╔══

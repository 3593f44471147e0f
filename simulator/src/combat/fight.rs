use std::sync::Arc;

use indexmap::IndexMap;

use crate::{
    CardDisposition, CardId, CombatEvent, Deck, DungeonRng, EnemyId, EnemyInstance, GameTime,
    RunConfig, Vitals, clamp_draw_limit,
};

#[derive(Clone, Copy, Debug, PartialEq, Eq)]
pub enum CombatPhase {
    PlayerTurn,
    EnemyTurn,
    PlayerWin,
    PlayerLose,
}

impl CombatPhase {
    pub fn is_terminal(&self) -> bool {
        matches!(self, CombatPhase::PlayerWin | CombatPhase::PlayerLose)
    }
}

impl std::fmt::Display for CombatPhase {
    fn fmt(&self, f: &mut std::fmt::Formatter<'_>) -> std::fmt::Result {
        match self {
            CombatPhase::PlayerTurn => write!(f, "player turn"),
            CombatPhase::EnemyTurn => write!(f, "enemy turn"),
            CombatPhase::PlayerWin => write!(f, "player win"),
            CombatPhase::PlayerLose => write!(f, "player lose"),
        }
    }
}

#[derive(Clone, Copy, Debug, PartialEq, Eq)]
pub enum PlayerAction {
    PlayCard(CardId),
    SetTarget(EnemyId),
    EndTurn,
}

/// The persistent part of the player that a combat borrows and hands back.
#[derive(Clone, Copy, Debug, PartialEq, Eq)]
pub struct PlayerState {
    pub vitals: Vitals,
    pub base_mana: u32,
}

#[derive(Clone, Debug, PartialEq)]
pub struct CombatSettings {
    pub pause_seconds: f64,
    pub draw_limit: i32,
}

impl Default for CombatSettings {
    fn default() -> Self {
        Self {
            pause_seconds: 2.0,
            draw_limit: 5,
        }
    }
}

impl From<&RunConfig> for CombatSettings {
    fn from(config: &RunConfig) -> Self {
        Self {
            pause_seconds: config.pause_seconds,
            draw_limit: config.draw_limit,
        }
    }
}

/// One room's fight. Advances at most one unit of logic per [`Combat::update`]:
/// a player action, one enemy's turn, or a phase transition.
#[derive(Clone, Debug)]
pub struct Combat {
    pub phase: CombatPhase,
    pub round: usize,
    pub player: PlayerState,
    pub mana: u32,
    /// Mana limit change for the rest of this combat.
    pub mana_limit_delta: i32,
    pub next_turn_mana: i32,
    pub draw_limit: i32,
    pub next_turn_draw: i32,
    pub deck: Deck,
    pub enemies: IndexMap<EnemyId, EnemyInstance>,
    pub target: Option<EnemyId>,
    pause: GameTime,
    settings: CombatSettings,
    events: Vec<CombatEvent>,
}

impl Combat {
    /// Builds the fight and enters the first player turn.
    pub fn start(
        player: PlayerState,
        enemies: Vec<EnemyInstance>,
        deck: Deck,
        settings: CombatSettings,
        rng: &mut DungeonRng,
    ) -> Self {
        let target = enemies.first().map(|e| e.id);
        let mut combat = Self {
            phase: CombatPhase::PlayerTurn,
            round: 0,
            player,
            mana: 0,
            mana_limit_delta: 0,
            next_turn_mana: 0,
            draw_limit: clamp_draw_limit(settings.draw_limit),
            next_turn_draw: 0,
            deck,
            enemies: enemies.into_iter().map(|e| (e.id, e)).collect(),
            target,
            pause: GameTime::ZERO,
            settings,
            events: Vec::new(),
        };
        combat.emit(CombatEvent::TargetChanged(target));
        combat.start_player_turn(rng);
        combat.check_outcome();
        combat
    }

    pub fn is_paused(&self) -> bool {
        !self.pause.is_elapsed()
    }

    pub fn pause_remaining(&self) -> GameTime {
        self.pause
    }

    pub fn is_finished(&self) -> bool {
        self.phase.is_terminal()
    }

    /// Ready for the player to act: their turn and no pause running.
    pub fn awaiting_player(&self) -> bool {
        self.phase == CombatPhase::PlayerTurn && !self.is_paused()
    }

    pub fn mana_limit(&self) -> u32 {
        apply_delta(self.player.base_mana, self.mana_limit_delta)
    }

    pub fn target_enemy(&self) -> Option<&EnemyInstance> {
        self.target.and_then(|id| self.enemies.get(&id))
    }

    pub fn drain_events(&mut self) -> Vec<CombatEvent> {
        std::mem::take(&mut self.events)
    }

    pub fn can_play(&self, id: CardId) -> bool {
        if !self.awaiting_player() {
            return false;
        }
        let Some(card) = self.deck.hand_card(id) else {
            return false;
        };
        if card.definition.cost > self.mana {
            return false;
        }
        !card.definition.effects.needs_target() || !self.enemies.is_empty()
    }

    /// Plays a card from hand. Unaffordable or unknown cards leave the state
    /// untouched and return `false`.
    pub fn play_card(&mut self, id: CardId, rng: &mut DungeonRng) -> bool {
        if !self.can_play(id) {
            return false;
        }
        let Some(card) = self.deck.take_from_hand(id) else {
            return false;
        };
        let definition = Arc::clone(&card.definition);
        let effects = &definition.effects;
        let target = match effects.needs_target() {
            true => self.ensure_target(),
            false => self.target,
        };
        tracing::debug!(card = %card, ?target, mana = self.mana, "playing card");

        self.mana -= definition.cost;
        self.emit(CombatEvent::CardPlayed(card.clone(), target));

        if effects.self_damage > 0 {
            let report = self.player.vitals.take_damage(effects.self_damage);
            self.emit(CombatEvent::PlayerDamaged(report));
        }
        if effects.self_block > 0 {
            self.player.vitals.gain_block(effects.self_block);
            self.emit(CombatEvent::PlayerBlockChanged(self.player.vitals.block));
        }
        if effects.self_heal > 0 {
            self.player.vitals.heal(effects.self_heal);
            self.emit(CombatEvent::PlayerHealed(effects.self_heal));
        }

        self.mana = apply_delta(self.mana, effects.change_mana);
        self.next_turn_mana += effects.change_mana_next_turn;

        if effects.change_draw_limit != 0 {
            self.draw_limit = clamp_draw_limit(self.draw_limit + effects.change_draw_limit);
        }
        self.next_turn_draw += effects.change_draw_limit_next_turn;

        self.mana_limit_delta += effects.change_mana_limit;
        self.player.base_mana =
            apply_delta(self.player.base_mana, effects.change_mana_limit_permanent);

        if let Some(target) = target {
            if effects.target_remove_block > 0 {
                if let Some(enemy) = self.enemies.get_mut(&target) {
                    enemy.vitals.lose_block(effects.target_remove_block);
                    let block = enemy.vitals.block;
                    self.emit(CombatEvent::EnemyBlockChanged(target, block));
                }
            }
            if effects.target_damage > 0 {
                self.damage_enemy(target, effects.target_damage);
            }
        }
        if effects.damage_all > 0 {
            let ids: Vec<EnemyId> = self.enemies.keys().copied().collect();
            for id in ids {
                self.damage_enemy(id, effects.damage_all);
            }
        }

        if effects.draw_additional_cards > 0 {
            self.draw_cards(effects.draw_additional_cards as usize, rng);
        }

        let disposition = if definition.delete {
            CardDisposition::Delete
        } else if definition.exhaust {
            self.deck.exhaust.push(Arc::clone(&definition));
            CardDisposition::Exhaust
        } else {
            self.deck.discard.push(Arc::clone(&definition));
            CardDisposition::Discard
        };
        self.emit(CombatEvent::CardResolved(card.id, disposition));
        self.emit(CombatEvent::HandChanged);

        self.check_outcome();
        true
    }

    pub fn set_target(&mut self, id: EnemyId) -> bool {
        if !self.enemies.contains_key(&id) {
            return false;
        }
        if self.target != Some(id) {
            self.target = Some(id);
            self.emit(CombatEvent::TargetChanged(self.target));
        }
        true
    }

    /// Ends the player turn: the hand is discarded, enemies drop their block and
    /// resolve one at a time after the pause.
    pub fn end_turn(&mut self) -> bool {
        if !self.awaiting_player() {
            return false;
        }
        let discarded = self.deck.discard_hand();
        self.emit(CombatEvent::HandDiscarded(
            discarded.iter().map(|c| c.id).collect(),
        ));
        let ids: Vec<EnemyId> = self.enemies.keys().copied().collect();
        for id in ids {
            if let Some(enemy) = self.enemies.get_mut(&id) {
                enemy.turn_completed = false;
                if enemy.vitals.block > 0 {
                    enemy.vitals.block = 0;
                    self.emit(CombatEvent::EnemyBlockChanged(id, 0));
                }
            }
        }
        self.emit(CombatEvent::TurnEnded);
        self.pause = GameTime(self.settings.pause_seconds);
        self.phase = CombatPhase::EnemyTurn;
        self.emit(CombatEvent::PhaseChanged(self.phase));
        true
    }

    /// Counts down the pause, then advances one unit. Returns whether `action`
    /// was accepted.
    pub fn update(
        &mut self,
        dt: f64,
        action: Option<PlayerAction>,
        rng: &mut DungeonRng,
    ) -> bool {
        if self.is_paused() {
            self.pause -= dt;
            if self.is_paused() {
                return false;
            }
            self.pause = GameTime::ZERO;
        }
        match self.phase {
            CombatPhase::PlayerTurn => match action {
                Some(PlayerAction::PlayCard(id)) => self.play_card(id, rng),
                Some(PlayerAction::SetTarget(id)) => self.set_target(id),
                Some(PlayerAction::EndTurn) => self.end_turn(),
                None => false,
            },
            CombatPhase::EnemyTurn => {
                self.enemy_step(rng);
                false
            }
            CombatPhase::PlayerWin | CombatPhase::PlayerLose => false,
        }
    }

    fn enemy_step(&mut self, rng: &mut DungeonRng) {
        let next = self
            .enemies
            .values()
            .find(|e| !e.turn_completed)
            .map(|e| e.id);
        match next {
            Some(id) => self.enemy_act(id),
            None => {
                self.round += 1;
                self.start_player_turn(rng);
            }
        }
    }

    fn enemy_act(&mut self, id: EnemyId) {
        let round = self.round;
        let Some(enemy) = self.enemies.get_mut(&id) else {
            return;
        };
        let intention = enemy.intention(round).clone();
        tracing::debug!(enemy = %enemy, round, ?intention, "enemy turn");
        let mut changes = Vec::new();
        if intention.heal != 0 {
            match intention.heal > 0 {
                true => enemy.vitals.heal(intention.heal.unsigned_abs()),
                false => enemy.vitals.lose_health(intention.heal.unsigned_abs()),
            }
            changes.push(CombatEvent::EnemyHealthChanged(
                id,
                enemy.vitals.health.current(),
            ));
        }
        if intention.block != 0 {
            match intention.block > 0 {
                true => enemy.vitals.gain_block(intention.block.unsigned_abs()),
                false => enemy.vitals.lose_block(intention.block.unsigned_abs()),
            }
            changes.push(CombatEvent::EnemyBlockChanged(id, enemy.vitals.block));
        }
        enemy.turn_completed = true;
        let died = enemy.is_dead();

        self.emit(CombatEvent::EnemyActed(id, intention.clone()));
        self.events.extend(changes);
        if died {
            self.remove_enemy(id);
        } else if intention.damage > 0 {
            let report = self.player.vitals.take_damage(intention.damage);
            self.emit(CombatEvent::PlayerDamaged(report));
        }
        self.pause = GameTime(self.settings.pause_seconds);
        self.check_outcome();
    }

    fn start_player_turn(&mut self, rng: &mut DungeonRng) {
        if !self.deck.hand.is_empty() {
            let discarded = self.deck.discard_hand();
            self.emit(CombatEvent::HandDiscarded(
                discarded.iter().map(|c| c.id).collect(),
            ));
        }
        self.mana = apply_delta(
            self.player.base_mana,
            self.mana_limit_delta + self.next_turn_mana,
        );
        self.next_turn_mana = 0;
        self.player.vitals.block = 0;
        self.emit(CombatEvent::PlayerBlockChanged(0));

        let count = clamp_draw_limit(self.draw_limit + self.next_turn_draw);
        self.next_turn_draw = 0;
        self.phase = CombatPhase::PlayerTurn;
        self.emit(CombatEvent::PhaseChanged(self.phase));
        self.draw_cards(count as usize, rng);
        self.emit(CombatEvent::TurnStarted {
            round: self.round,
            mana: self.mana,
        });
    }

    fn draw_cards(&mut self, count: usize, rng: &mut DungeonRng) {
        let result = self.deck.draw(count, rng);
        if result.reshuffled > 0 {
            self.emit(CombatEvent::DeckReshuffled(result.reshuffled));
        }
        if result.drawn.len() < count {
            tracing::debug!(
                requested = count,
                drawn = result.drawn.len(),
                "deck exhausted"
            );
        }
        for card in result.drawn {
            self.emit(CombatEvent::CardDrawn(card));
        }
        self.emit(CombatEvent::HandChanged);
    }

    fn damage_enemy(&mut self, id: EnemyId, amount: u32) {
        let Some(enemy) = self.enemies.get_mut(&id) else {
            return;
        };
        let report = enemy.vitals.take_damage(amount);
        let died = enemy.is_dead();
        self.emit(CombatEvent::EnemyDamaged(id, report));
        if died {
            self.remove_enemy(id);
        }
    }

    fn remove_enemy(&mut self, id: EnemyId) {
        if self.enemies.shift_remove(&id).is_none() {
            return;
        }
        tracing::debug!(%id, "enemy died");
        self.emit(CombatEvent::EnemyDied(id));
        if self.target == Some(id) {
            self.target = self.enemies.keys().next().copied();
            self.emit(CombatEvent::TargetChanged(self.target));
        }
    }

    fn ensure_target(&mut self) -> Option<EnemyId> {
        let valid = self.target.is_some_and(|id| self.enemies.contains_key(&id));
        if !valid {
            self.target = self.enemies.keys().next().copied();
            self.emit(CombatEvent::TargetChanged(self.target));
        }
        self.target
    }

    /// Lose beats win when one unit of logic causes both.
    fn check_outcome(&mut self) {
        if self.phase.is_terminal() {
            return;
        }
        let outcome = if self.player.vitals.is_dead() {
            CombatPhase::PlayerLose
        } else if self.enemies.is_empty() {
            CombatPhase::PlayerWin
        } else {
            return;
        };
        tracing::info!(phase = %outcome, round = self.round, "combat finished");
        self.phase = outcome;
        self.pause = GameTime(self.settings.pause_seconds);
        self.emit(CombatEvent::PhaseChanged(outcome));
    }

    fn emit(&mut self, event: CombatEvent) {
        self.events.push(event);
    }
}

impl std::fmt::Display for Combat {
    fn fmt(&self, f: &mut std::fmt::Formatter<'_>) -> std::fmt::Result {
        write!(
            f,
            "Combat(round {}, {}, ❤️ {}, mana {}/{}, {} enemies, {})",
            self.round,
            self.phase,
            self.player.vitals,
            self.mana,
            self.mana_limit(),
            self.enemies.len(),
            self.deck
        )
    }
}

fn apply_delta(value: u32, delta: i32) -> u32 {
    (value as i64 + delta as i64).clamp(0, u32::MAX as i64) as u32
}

╚══

Could you set down exactly the lines above, from the one containing "self.events.push(event);" through the last, including both and nothing else?

        self.events.push(event);
    }
}

impl std::fmt::Display for Combat {
    fn fmt(&self, f: &mut std::fmt::Formatter<'_>) -> std::fmt::Result {
        write!(
            f,
            "Combat(round {}, {}, ❤️ {}, mana {}/{}, {} enemies, {})",
            self.round,
            self.phase,
            self.player.vitals,
            self.mana,
            self.mana_limit(),
            self.enemies.len(),
            self.deck
        )
    }
}

fn apply_delta(value: u32, delta: i32) -> u32 {
    (value as i64 + delta as i64).clamp(0, u32::MAX as i64) as u32
}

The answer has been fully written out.